Just six months ago Mr Allen was considered a front-runner for that nomination. Ed Gillespie a former party chairman had agreed to become Mr Allen's treasurer while top party strategists also backed him. Now, after one of the most precipitous falls from grace in recent political history, Mr Allen's presidential ambitions seem dashed and he faces a mighty struggle to even win re-election to the Senate this November.

Several of Mr Allen's university contemporaries emerged this week to make separate but overlapping allegations against the Virginia senator.

Dr Ken Shelton, a radiologist, who played football with Mr Allen at the University of Virginia, said that Mr Allen "said he came to Virginia because he wanted to play football in a place where 'blacks knew their place'... He used the N-word on a regular basis back then." Dr Shelton also said that after a deer-hunting trip in Bumpass, Virginia, Mr Allen had asked where the local black neighbourhood was before cutting a dear's head off and stuffing it into a mailbox.

"George insisted on taking the severed head, and I was a little shocked by that," Dr Shelton said. "This was just after the movie The Godfather came out with the severed horse's head in the bed," he added.

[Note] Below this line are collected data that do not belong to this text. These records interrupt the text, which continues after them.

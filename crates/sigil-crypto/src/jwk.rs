//! # P-256 Public Key JWK
//!
//! WebAuthn credentials hand out their public key as an EC JWK. Only
//! `kty`, `crv`, `x` and `y` carry meaning; other members (`alg`, `ext`,
//! `key_ops`) are accepted and ignored so that keys exported by different
//! browsers normalize to the same value.

use p256::ecdsa::VerifyingKey;
use p256::{EncodedPoint, FieldBytes};
use serde::{Deserialize, Serialize};
use serde_json::{json, Value};
use sigil_core::b64url_decode;

use crate::error::KasError;

/// An EC public key in JWK form.
#[derive(Debug, Clone, PartialEq, Eq, Serialize, Deserialize)]
pub struct PublicKeyJwk {
    pub kty: String,
    pub crv: String,
    pub x: String,
    pub y: String,
}

impl PublicKeyJwk {
    /// Build the JWK for a P-256 verifying key.
    pub fn from_verifying_key(key: &VerifyingKey) -> Self {
        let point = key.to_encoded_point(false);
        let coord = |c: Option<&FieldBytes>| c.map(sigil_core::b64url_encode).unwrap_or_default();
        Self {
            kty: "EC".into(),
            crv: "P-256".into(),
            x: coord(point.x()),
            y: coord(point.y()),
        }
    }

    /// Parse from untyped JSON, ignoring unknown members.
    pub fn from_json(value: &Value) -> Result<Self, KasError> {
        serde_json::from_value(value.clone())
            .map_err(|e| KasError::Key(format!("malformed JWK: {e}")))
    }

    /// The members that identify the key, in a fixed shape.
    pub fn normalized(&self) -> Value {
        json!({
            "crv": self.crv,
            "kty": self.kty,
            "x": self.x,
            "y": self.y,
        })
    }

    /// Decode into a verifying key, rejecting anything but an on-curve
    /// uncompressed P-256 point.
    pub fn to_verifying_key(&self) -> Result<VerifyingKey, KasError> {
        if self.kty != "EC" || self.crv != "P-256" {
            return Err(KasError::Key(format!(
                "unsupported key type {}/{}",
                self.kty, self.crv
            )));
        }
        let x = coordinate(&self.x, "x")?;
        let y = coordinate(&self.y, "y")?;
        let point = EncodedPoint::from_affine_coordinates(&x, &y, false);
        VerifyingKey::from_encoded_point(&point)
            .map_err(|_| KasError::Key("point is not on P-256".into()))
    }
}

fn coordinate(s: &str, name: &str) -> Result<FieldBytes, KasError> {
    let bytes = b64url_decode(s).map_err(|e| KasError::Key(format!("{name}: {e}")))?;
    if bytes.len() != 32 {
        return Err(KasError::Key(format!(
            "{name} must be 32 bytes, got {}",
            bytes.len()
        )));
    }
    Ok(*FieldBytes::from_slice(&bytes))
}

#[cfg(test)]
mod tests {
    use super::*;
    use p256::ecdsa::SigningKey;

    fn key() -> VerifyingKey {
        *SigningKey::from_slice(&[3u8; 32]).unwrap().verifying_key()
    }

    #[test]
    fn round_trips_through_jwk() {
        let jwk = PublicKeyJwk::from_verifying_key(&key());
        assert_eq!(jwk.to_verifying_key().unwrap(), key());
    }

    #[test]
    fn extra_members_are_ignored() {
        let mut value = serde_json::to_value(PublicKeyJwk::from_verifying_key(&key())).unwrap();
        value["alg"] = json!("ES256");
        value["ext"] = json!(true);
        let jwk = PublicKeyJwk::from_json(&value).unwrap();
        assert_eq!(jwk.normalized(), PublicKeyJwk::from_verifying_key(&key()).normalized());
    }

    #[test]
    fn rejects_wrong_curve_and_bad_points() {
        let mut jwk = PublicKeyJwk::from_verifying_key(&key());
        jwk.crv = "P-384".into();
        assert!(jwk.to_verifying_key().is_err());

        let mut jwk = PublicKeyJwk::from_verifying_key(&key());
        jwk.y = jwk.x.clone();
        assert!(jwk.to_verifying_key().is_err());

        let mut jwk = PublicKeyJwk::from_verifying_key(&key());
        jwk.x = "AAAA".into();
        assert!(jwk.to_verifying_key().is_err());
    }
}
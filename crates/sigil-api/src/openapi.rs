//! # OpenAPI Document Assembly
//!
//! Collects the utoipa-documented handlers into one OpenAPI document served
//! at `/openapi.json`.

use axum::routing::get;
use axum::{Json, Router};
use utoipa::OpenApi;

use crate::state::AppState;

#[derive(OpenApi)]
#[openapi(
    info(
        title = "Sigil API",
        version = "0.1.0",
        description = "Groth16 proof generation, share link decoding, and cached verification receipts for sigil bundles."
    ),
    paths(
        crate::routes::proof::prove_sigil,
        crate::routes::share::decode_share,
        crate::routes::receipt::verify_receipt,
    ),
    components(schemas(
        crate::error::ErrorBody,
        crate::routes::proof::ProofRequest,
        crate::routes::proof::ProofResponse,
        crate::routes::proof::ProofHintsBody,
        crate::routes::share::ShareDecodeRequest,
        crate::routes::share::ShareDecodeResponse,
        crate::routes::receipt::ReceiptVerifyRequest,
        crate::routes::receipt::ReceiptVerifyResponse,
    )),
    tags(
        (name = "proof", description = "Zero-knowledge proof generation"),
        (name = "share", description = "Share link decoding"),
        (name = "receipt", description = "Proof verification receipts"),
    )
)]
pub struct ApiDoc;

pub fn router() -> Router<AppState> {
    Router::new().route("/openapi.json", get(openapi_json))
}

async fn openapi_json() -> Json<utoipa::openapi::OpenApi> {
    Json(ApiDoc::openapi())
}
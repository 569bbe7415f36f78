//! # ZK Error Types

use std::time::Duration;

use sigil_core::SigilError;
use thiserror::Error;

/// Error from the proof service.
///
/// `Clone` so that a single in-flight proof computation can hand the same
/// outcome to every coalesced caller.
#[derive(Error, Debug, Clone, PartialEq)]
pub enum ZkError {
    /// No usable hash input, or the input is malformed.
    #[error("input error: {0}")]
    Input(String),

    /// Public signal or self-verification mismatch. The proof was discarded.
    #[error("crypto mismatch: {0}")]
    CryptoMismatch(String),

    /// Circuit artifacts are missing or corrupt.
    #[error("artifact error: {0}")]
    Artifact(String),

    /// The prover failed on a well-formed input.
    #[error("prover error: {0}")]
    Prover(String),

    /// Proof generation exceeded its deadline. Any partial result was dropped.
    #[error("proof generation timed out after {0:?}")]
    Timeout(Duration),
}

impl From<SigilError> for ZkError {
    fn from(err: SigilError) -> Self {
        match err {
            SigilError::Artifact(msg) => Self::Artifact(msg),
            SigilError::CryptoMismatch(msg) => Self::CryptoMismatch(msg),
            other => Self::Input(other.to_string()),
        }
    }
}

impl From<ZkError> for SigilError {
    fn from(err: ZkError) -> Self {
        match err {
            ZkError::Input(msg) => Self::Input(msg),
            ZkError::CryptoMismatch(msg) => Self::CryptoMismatch(msg),
            ZkError::Artifact(msg) => Self::Artifact(msg),
            ZkError::Prover(msg) => Self::Artifact(format!("prover failed: {msg}")),
            ZkError::Timeout(d) => Self::Timeout(format!("proof generation after {d:?}")),
        }
    }
}
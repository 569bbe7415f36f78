//! # sigil-crypto: Key-Bound Attestation (KAS)
//!
//! Binds hardware-backed WebAuthn signatures to sigil bundles:
//!
//! - **Challenges** ([`challenge`]): the byte-exact challenge for an author
//!   or receive ceremony.
//! - **Assertions** ([`webauthn`]): P-256 assertion verification with raw
//!   and DER signature encodings and an optional relying-party check.
//! - **Attestations** ([`attestation`], [`attested`]): stored signatures,
//!   their re-verification, and bundles carrying them.
//! - **Owner keys** ([`owner`]): deterministic receiver identifiers.
//!
//! ## Crate Policy
//!
//! - Verification returns `bool` and fails closed.
//! - Challenge comparison is constant-time.
//! - Depends on `sigil-core` and `sigil-bundle` internally.

pub mod attestation;
pub mod attested;
pub mod challenge;
pub mod error;
pub mod jwk;
pub mod owner;
pub mod webauthn;

pub use attestation::{verify_attestation, AttestationSig, Binds, ALG_ES256};
pub use attested::AttestedBundle;
pub use challenge::{build_challenge, Scope, KAS_VERSION};
pub use error::KasError;
pub use jwk::PublicKeyJwk;
pub use owner::derive_owner_key;
pub use webauthn::{
    der_to_raw, verify_assertion, verify_assertion_for_rp, AssertionResponse, SignatureEncoding,
    WebAuthnAssertion, SIGNATURE_ENCODINGS,
};
//! # Pulse: Opaque Moment Index
//!
//! A pulse is a monotonically increasing integer produced by the external
//! clock. This stack never computes pulses; it only records and compares
//! them. The newtype keeps pulses from being confused with byte counts or
//! other integers in canonical objects.

use serde::{Deserialize, Serialize};

/// A pulse value from the external clock.
#[derive(Debug, Clone, Copy, PartialEq, Eq, PartialOrd, Ord, Hash, Serialize, Deserialize)]
#[serde(transparent)]
pub struct Pulse(pub u64);

impl Pulse {
    /// Wrap a raw pulse value.
    pub fn new(value: u64) -> Self {
        Self(value)
    }

    /// The raw pulse value.
    pub fn value(self) -> u64 {
        self.0
    }
}

impl From<u64> for Pulse {
    fn from(value: u64) -> Self {
        Self(value)
    }
}

impl std::fmt::Display for Pulse {
    fn fmt(&self, f: &mut std::fmt::Formatter<'_>) -> std::fmt::Result {
        write!(f, "{}", self.0)
    }
}
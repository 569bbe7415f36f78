//! # Canonical Serialization: JCS Byte Production
//!
//! This module defines `CanonicalBytes`, the sole construction path for bytes
//! used in digest computation across the Sigil stack: bundle hashes, capsule
//! hashes, receipt hashes, challenge material, and share payloads.
//!
//! ## Security Invariant
//!
//! The `CanonicalBytes` newtype has a private inner field. The only way to
//! construct it is through `CanonicalBytes::new()`, which serializes with
//! `serde_jcs` (RFC 8785): sorted keys, compact separators, one byte
//! sequence per logical value.
//!
//! Any function requiring canonical bytes for digest computation accepts
//! `&CanonicalBytes`, so hashing a non-canonical serialization of a bundle
//! is a compile error rather than a silent interop break with the browser
//! implementation that produced the share link.
//!
//! ## Numbers
//!
//! Non-integral numbers are rendered the way ECMAScript
//! `Number.prototype.toString` renders them (`1.618`, `1e+21`), which is
//! what a browser's JCS produces for the same value. An integral float such
//! as `2.0` is rendered `2`. Non-finite values cannot occur: `serde_json`
//! maps them to `null` before canonicalization.

use serde::Serialize;

use crate::error::CanonicalizationError;

/// Bytes produced exclusively by JCS canonicalization.
///
/// # Invariants
///
/// - The only constructor is `CanonicalBytes::new()`.
/// - Numbers use the ECMAScript shortest round-trip form.
/// - Object keys are sorted, separators are compact (RFC 8785).
/// - The bytes are valid UTF-8 JSON.
#[derive(Debug, Clone, PartialEq, Eq, Hash)]
pub struct CanonicalBytes(Vec<u8>);

impl CanonicalBytes {
    /// Construct canonical bytes from any serializable value.
    ///
    /// # Errors
    ///
    /// Returns `CanonicalizationError::SerializationFailed` if the value
    /// cannot be represented as JSON.
    pub fn new(obj: &impl Serialize) -> Result<Self, CanonicalizationError> {
        let value = serde_json::to_value(obj)?;
        let s = serde_jcs::to_string(&value)?;
        Ok(Self(s.into_bytes()))
    }

    /// Access the canonical bytes for digest computation.
    pub fn as_bytes(&self) -> &[u8] {
        &self.0
    }

    /// View the canonical bytes as a JSON string.
    ///
    /// Infallible in practice: JCS output is always UTF-8.
    pub fn as_str(&self) -> &str {
        std::str::from_utf8(&self.0).unwrap_or_default()
    }

    /// Consume into the owned byte vector.
    pub fn into_bytes(self) -> Vec<u8> {
        self.0
    }

    /// Returns the length of the canonical byte sequence.
    pub fn len(&self) -> usize {
        self.0.len()
    }

    /// Returns true if the canonical byte sequence is empty.
    pub fn is_empty(&self) -> bool {
        self.0.is_empty()
    }
}

impl AsRef<[u8]> for CanonicalBytes {
    fn as_ref(&self) -> &[u8] {
        &self.0
    }
}


#[cfg(test)]
mod proptests {
    use super::*;
    use proptest::prelude::*;
    use serde_json::Value;

    fn json_value_no_floats() -> impl Strategy<Value = Value> {
        let leaf = prop_oneof![
            Just(Value::Null),
            any::<bool>().prop_map(Value::Bool),
            any::<i64>().prop_map(|n| serde_json::json!(n)),
            "[a-zA-Z0-9_ ]{0,40}".prop_map(Value::String),
        ];
        leaf.prop_recursive(4, 64, 8, |inner| {
            prop_oneof![
                prop::collection::vec(inner.clone(), 0..8).prop_map(Value::Array),
                prop::collection::btree_map("[a-zA-Z]{1,10}", inner, 0..8)
                    .prop_map(|m| Value::Object(m.into_iter().collect())),
            ]
        })
    }

    proptest! {
        #[test]
        fn canonical_bytes_deterministic(value in json_value_no_floats()) {
            let a = CanonicalBytes::new(&value).unwrap();
            let b = CanonicalBytes::new(&value).unwrap();
            prop_assert_eq!(a.as_bytes(), b.as_bytes());
        }

        #[test]
        fn canonical_bytes_reparse_to_same_value(value in json_value_no_floats()) {
            let cb = CanonicalBytes::new(&value).unwrap();
            let parsed: Value = serde_json::from_slice(cb.as_bytes()).unwrap();
            prop_assert_eq!(parsed, value);
        }

        #[test]
        fn canonicalization_is_idempotent(value in json_value_no_floats()) {
            let once = CanonicalBytes::new(&value).unwrap();
            let reparsed: Value = serde_json::from_slice(once.as_bytes()).unwrap();
            let twice = CanonicalBytes::new(&reparsed).unwrap();
            prop_assert_eq!(once, twice);
        }
    }
}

The Allen campaign produced a number of his contemporaries who released statements denying the accusations. "I was on the University of Virginia football team with George Allen for the 1972 and 1973 seasons. During that time I never heard George Allen use any racially disparaging word nor did I ever witness or hear about him acting in a racially insensitive manner," said Dr Shelton's room mate Doug Jones.

Mr Allen himself issued a blanket denial . "I do not remember ever using that word and it is completely false for them to say that was part of my vocabulary then, or since then, or now. I have never used such a word."

However Larry Sabato, a professor of political science at the University of Virginia and a classmate of Mr Allen 30 years ago, insisted that "The fact is that he did use the 'N' word, whether he's denying it or not. He did use it."

"My sources are former classmates who came to me with stories that matched up," Mr Sabato said.

Mr Allen enjoyed a comfortable lead in his senatorial race against Democrat Jim Webb for November's mid-term elections as recently as June. A series of missteps since then has narrowed the gap and polls suggest the two men are running neck and neck.

The latest allegations against Mr Allen are consistent with what his opponents charge is his dubious history on racial issues.

Yesterday Mr Sabato said: "Mr Allen has been getting a taste of presidential scrutiny. In the end, Virginians may well choose to overlook the racial baggage and re-elect Allen. But the presidency is now a bridge too far, or so it would appear."